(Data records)
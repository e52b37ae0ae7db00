use crate::error::AppError;
use crate::task_api::CompletionPolicy;
use serde::{Deserialize, Serialize};
use std::io::ErrorKind;
use std::path::{Path, PathBuf};

const CONFIG_FILE_NAME: &str = "config.json";
const CONFIG_ENV_VAR: &str = "TASKY_CONFIG_PATH";

/// User settings read from `config.json`. Every key is optional.
#[derive(Debug, Clone, PartialEq, Eq, Serialize, Deserialize)]
#[serde(default)]
pub struct Config {
    pub store_path: Option<PathBuf>,
    pub strict_complete: bool,
    /// ANSI colours in the task table.
    pub color: bool,
}

impl Default for Config {
    fn default() -> Self {
        Self {
            store_path: None,
            strict_complete: false,
            color: true,
        }
    }
}

impl Config {
    pub fn completion_policy(&self) -> CompletionPolicy {
        if self.strict_complete {
            CompletionPolicy::RejectCompleted
        } else {
            CompletionPolicy::Refresh
        }
    }

    /// Reads `path`. A missing file yields the defaults; an unreadable or
    /// malformed one is an error.
    pub fn load(path: &Path) -> Result<Self, AppError> {
        let content = match std::fs::read_to_string(path) {
            Ok(content) => content,
            Err(err) if err.kind() == ErrorKind::NotFound => return Ok(Self::default()),
            Err(err) => return Err(AppError::io(format!("{}: {}", path.display(), err))),
        };

        serde_json::from_str(&content).map_err(|err| {
            AppError::invalid_data(format!("invalid JSON in {}: {}", path.display(), err))
        })
    }

    pub fn with_overrides(&self, overrides: &ConfigOverrides) -> Self {
        Self {
            store_path: overrides
                .store_path
                .clone()
                .or_else(|| self.store_path.clone()),
            strict_complete: overrides.strict_complete.unwrap_or(self.strict_complete),
            color: overrides.color.unwrap_or(self.color),
        }
    }
}

/// The config in effect plus the reason the file was ignored, if it was.
#[derive(Debug, Clone)]
pub struct ConfigLoad {
    pub config: Config,
    pub error: Option<AppError>,
}

impl ConfigLoad {
    pub fn from_path(path: &Path) -> Self {
        match Config::load(path) {
            Ok(config) => Self {
                config,
                error: None,
            },
            Err(err) => Self {
                config: Config::default(),
                error: Some(err),
            },
        }
    }
}

#[derive(Debug, Default, Clone, PartialEq, Eq)]
pub struct ConfigOverrides {
    pub store_path: Option<PathBuf>,
    pub strict_complete: Option<bool>,
    pub color: Option<bool>,
}

pub fn config_path() -> Result<PathBuf, AppError> {
    if let Ok(path) = std::env::var(CONFIG_ENV_VAR)
        && !path.trim().is_empty()
    {
        return Ok(PathBuf::from(path));
    }

    if cfg!(windows) {
        let appdata =
            std::env::var("APPDATA").map_err(|_| AppError::invalid_data("APPDATA is not set"))?;
        Ok(PathBuf::from(appdata).join("tasky").join(CONFIG_FILE_NAME))
    } else {
        let home = std::env::var("HOME").map_err(|_| AppError::invalid_data("HOME is not set"))?;
        Ok(PathBuf::from(home)
            .join(".config")
            .join("tasky")
            .join(CONFIG_FILE_NAME))
    }
}

/// Loads the user's config file, falling back to defaults when it cannot be
/// used.
pub fn load_config_with_fallback() -> ConfigLoad {
    match config_path() {
        Ok(path) => ConfigLoad::from_path(&path),
        Err(err) => ConfigLoad {
            config: Config::default(),
            error: Some(err),
        },
    }
}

Your task =>
Write the records out again, character for character.

Expected answer =>
repository e52b37ae0ae7db00
use crate::error::AppError;
use crate::task_api::CompletionPolicy;
use serde::{Deserialize, Serialize};
use std::io::ErrorKind;
use std::path::{Path, PathBuf};

const CONFIG_FILE_NAME: &str = "config.json";
const CONFIG_ENV_VAR: &str = "TASKY_CONFIG_PATH";

/// User settings read from `config.json`. Every key is optional.
#[derive(Debug, Clone, PartialEq, Eq, Serialize, Deserialize)]
#[serde(default)]
pub struct Config {
    pub store_path: Option<PathBuf>,
    pub strict_complete: bool,
    /// ANSI colours in the task table.
    pub color: bool,
}

impl Default for Config {
    fn default() -> Self {
        Self {
            store_path: None,
            strict_complete: false,
            color: true,
        }
    }
}

impl Config {
    pub fn completion_policy(&self) -> CompletionPolicy {
        if self.strict_complete {
            CompletionPolicy::RejectCompleted
        } else {
            CompletionPolicy::Refresh
        }
    }

    /// Reads `path`. A missing file yields the defaults; an unreadable or
    /// malformed one is an error.
    pub fn load(path: &Path) -> Result<Self, AppError> {
        let content = match std::fs::read_to_string(path) {
            Ok(content) => content,
            Err(err) if err.kind() == ErrorKind::NotFound => return Ok(Self::default()),
            Err(err) => return Err(AppError::io(format!("{}: {}", path.display(), err))),
        };

        serde_json::from_str(&content).map_err(|err| {
            AppError::invalid_data(format!("invalid JSON in {}: {}", path.display(), err))
        })
    }

    pub fn with_overrides(&self, overrides: &ConfigOverrides) -> Self {
        Self {
            store_path: overrides
                .store_path
                .clone()
                .or_else(|| self.store_path.clone()),
            strict_complete: overrides.strict_complete.unwrap_or(self.strict_complete),
            color: overrides.color.unwrap_or(self.color),
        }
    }
}

/// The config in effect plus the reason the file was ignored, if it was.
#[derive(Debug, Clone)]
pub struct ConfigLoad {
    pub config: Config,
    pub error: Option<AppError>,
}

impl ConfigLoad {
    pub fn from_path(path: &Path) -> Self {
        match Config::load(path) {
            Ok(config) => Self {
                config,
                error: None,
            },
            Err(err) => Self {
                config: Config::default(),
                error: Some(err),
            },
        }
    }
}

#[derive(Debug, Default, Clone, PartialEq, Eq)]
pub struct ConfigOverrides {
    pub store_path: Option<PathBuf>,
    pub strict_complete: Option<bool>,
    pub color: Option<bool>,
}

pub fn config_path() -> Result<PathBuf, AppError> {
    if let Ok(path) = std::env::var(CONFIG_ENV_VAR)
        && !path.trim().is_empty()
    {
        return Ok(PathBuf::from(path));
    }

    if cfg!(windows) {
        let appdata =
            std::env::var("APPDATA").map_err(|_| AppError::invalid_data("APPDATA is not set"))?;
        Ok(PathBuf::from(appdata).join("tasky").join(CONFIG_FILE_NAME))
    } else {
        let home = std::env::var("HOME").map_err(|_| AppError::invalid_data("HOME is not set"))?;
        Ok(PathBuf::from(home)
            .join(".config")
            .join("tasky")
            .join(CONFIG_FILE_NAME))
    }
}

/// Loads the user's config file, falling back to defaults when it cannot be
/// used.
pub fn load_config_with_fallback() -> ConfigLoad {
    match config_path() {
        Ok(path) => ConfigLoad::from_path(&path),
        Err(err) => ConfigLoad {
            config: Config::default(),
            error: Some(err),
        },
    }
}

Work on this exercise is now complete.